··· INFORMATION ···
#[cfg(test)]
mod tests {
    use super::*;
    use crate::syntax::walk;

    #[test]
    fn tail_expressions_are_returns() {
        let src = "pub fn pick(flag: bool) -> Option<u32> {\n    if flag {\n        Some(1)\n    } else {\n        None\n    }\n}\n";
        let tree = lower(src).unwrap();
        let Node::Function(f) = &tree.nodes[0] else {
            panic!("expected a function");
        };
        let values: Vec<&ReturnValue> = f.own_returns().iter().map(|r| &r.value).collect();
        assert_eq!(values.len(), 2);
        assert_eq!(values[1], &ReturnValue::Absent("None".into()));
        assert_eq!(tree.exports[0].name, "pick");
    }

    #[test]
    fn todo_macro_is_a_throw() {
        let src = "fn later() -> u32 {\n    todo!()\n}\nfn never() {\n    unimplemented!(\"soon\");\n}\n";
        let tree = lower(src).unwrap();
        let mut throws = Vec::new();
        walk(&tree.nodes, &mut |node, _| {
            if let Node::Throw(t) = node {
                throws.push(t.signals_not_implemented());
            }
        });
        assert_eq!(throws, vec![true, true]);
    }

    #[test]
    fn match_arms_classify_patterns() {
        let src = "enum Color { Red, Green, Blue }\nfn name(c: Color) -> &'static str {\n    match c {\n        Color::Red => \"r\",\n        Color::Green | Color::Blue => \"gb\",\n    }\n}\nfn other(c: Color) -> u8 {\n    match c {\n        Color::Red => 1,\n        rest => 2,\n    }\n}\n";
        let tree = lower(src).unwrap();
        assert_eq!(
            tree.closed_types[0].values,
            vec!["Color::Red", "Color::Green", "Color::Blue"]
        );
        let mut arms = Vec::new();
        walk(&tree.nodes, &mut |node, _| {
            if let Node::Switch(s) = node {
                arms.push(s.cases.iter().flat_map(|c| c.patterns.clone()).collect::<Vec<_>>());
            }
        });
        assert_eq!(
            arms[0],
            vec![
                CasePattern::Value("Color::Red".into()),
                CasePattern::Value("Color::Green".into()),
                CasePattern::Value("Color::Blue".into()),
            ]
        );
        assert_eq!(arms[1][1], CasePattern::CatchAll);
    }

    #[test]
    fn cfg_test_in_comments_or_strings_is_not_an_inline_test() {
        let src = "// see #[cfg(test)] below\npub const NOTE: &str = \"#[cfg(test)]\";\n#[cfg(not(test))]\nmod live {}\n";
        let tree = lower(src).unwrap();
        assert!(!tree.has_inline_tests);
        assert!(tree.inline_test_refs.is_empty());
    }

    #[test]
    fn traits_and_impls() {
        let src = "pub trait Store {\n    fn get(&self, key: &str) -> String;\n    fn put(&mut self, key: &str, value: String);\n    fn name(&self) -> &str { \"store\" }\n}\nstruct Mem;\nimpl Store for Mem {\n    fn get(&self, key: &str) -> String { key.to_string() }\n}\n#[cfg(test)]\nmod tests {\n    fn helper() {}\n}\n";
        let tree = lower(src).unwrap();
        let names: Vec<&str> = tree.contracts[0].methods.iter().map(|m| m.name.as_str()).collect();
        assert_eq!(names, vec!["get", "put"]);
        assert_eq!(tree.contracts[0].methods[1].arity, 2);
        let impls: Vec<&Class> = tree
            .nodes
            .iter()
            .filter_map(|n| match n {
                Node::Class(c) if c.name == "Mem" => Some(c),
                _ => None,
            })
            .collect();
        assert_eq!(impls[0].implements, vec!["Store".to_string()]);
        assert!(tree.has_inline_tests);
        assert!(tree.inline_test_refs.contains("helper"));
        assert!(!tree.inline_test_refs.contains("Mem"));
        let mut saw_helper = false;
        walk(&tree.nodes, &mut |node, _| {
            if let Node::Function(f) = node {
                saw_helper |= f.name == "helper";
            }
        });
        assert!(!saw_helper);
    }

    #[test]
    fn format_captures_count_as_references() {
        let src = "fn greet(name: &str, unused: u8) {\n    println!(\"hi {name}\");\n}\n";
        let tree = lower(src).unwrap();
        let Node::Function(f) = &tree.nodes[0] else {
            panic!("expected a function");
        };
        assert!(f.references.contains("name"));
        assert!(!f.references.contains("unused"));
    }
}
···
◆ **TASK STATEMENT**: Each line of the listing should be printed again, exactly.

◆ **RESPONSE TO THE EXERCISE**:
#[cfg(test)]
mod tests {
    use super::*;
    use crate::syntax::walk;

    #[test]
    fn tail_expressions_are_returns() {
        let src = "pub fn pick(flag: bool) -> Option<u32> {\n    if flag {\n        Some(1)\n    } else {\n        None\n    }\n}\n";
        let tree = lower(src).unwrap();
        let Node::Function(f) = &tree.nodes[0] else {
            panic!("expected a function");
        };
        let values: Vec<&ReturnValue> = f.own_returns().iter().map(|r| &r.value).collect();
        assert_eq!(values.len(), 2);
        assert_eq!(values[1], &ReturnValue::Absent("None".into()));
        assert_eq!(tree.exports[0].name, "pick");
    }

    #[test]
    fn todo_macro_is_a_throw() {
        let src = "fn later() -> u32 {\n    todo!()\n}\nfn never() {\n    unimplemented!(\"soon\");\n}\n";
        let tree = lower(src).unwrap();
        let mut throws = Vec::new();
        walk(&tree.nodes, &mut |node, _| {
            if let Node::Throw(t) = node {
                throws.push(t.signals_not_implemented());
            }
        });
        assert_eq!(throws, vec![true, true]);
    }

    #[test]
    fn match_arms_classify_patterns() {
        let src = "enum Color { Red, Green, Blue }\nfn name(c: Color) -> &'static str {\n    match c {\n        Color::Red => \"r\",\n        Color::Green | Color::Blue => \"gb\",\n    }\n}\nfn other(c: Color) -> u8 {\n    match c {\n        Color::Red => 1,\n        rest => 2,\n    }\n}\n";
        let tree = lower(src).unwrap();
        assert_eq!(
            tree.closed_types[0].values,
            vec!["Color::Red", "Color::Green", "Color::Blue"]
        );
        let mut arms = Vec::new();
        walk(&tree.nodes, &mut |node, _| {
            if let Node::Switch(s) = node {
                arms.push(s.cases.iter().flat_map(|c| c.patterns.clone()).collect::<Vec<_>>());
            }
        });
        assert_eq!(
            arms[0],
            vec![
                CasePattern::Value("Color::Red".into()),
                CasePattern::Value("Color::Green".into()),
                CasePattern::Value("Color::Blue".into()),
            ]
        );
        assert_eq!(arms[1][1], CasePattern::CatchAll);
    }

    #[test]
    fn cfg_test_in_comments_or_strings_is_not_an_inline_test() {
        let src = "// see #[cfg(test)] below\npub const NOTE: &str = \"#[cfg(test)]\";\n#[cfg(not(test))]\nmod live {}\n";
        let tree = lower(src).unwrap();
        assert!(!tree.has_inline_tests);
        assert!(tree.inline_test_refs.is_empty());
    }

    #[test]
    fn traits_and_impls() {
        let src = "pub trait Store {\n    fn get(&self, key: &str) -> String;\n    fn put(&mut self, key: &str, value: String);\n    fn name(&self) -> &str { \"store\" }\n}\nstruct Mem;\nimpl Store for Mem {\n    fn get(&self, key: &str) -> String { key.to_string() }\n}\n#[cfg(test)]\nmod tests {\n    fn helper() {}\n}\n";
        let tree = lower(src).unwrap();
        let names: Vec<&str> = tree.contracts[0].methods.iter().map(|m| m.name.as_str()).collect();
        assert_eq!(names, vec!["get", "put"]);
        assert_eq!(tree.contracts[0].methods[1].arity, 2);
        let impls: Vec<&Class> = tree
            .nodes
            .iter()
            .filter_map(|n| match n {
                Node::Class(c) if c.name == "Mem" => Some(c),
                _ => None,
            })
            .collect();
        assert_eq!(impls[0].implements, vec!["Store".to_string()]);
        assert!(tree.has_inline_tests);
        assert!(tree.inline_test_refs.contains("helper"));
        assert!(!tree.inline_test_refs.contains("Mem"));
        let mut saw_helper = false;
        walk(&tree.nodes, &mut |node, _| {
            if let Node::Function(f) = node {
                saw_helper |= f.name == "helper";
            }
        });
        assert!(!saw_helper);
    }

    #[test]
    fn format_captures_count_as_references() {
        let src = "fn greet(name: &str, unused: u8) {\n    println!(\"hi {name}\");\n}\n";
        let tree = lower(src).unwrap();
        let Node::Function(f) = &tree.nodes[0] else {
            panic!("expected a function");
        };
        assert!(f.references.contains("name"));
        assert!(!f.references.contains("unused"));
    }
}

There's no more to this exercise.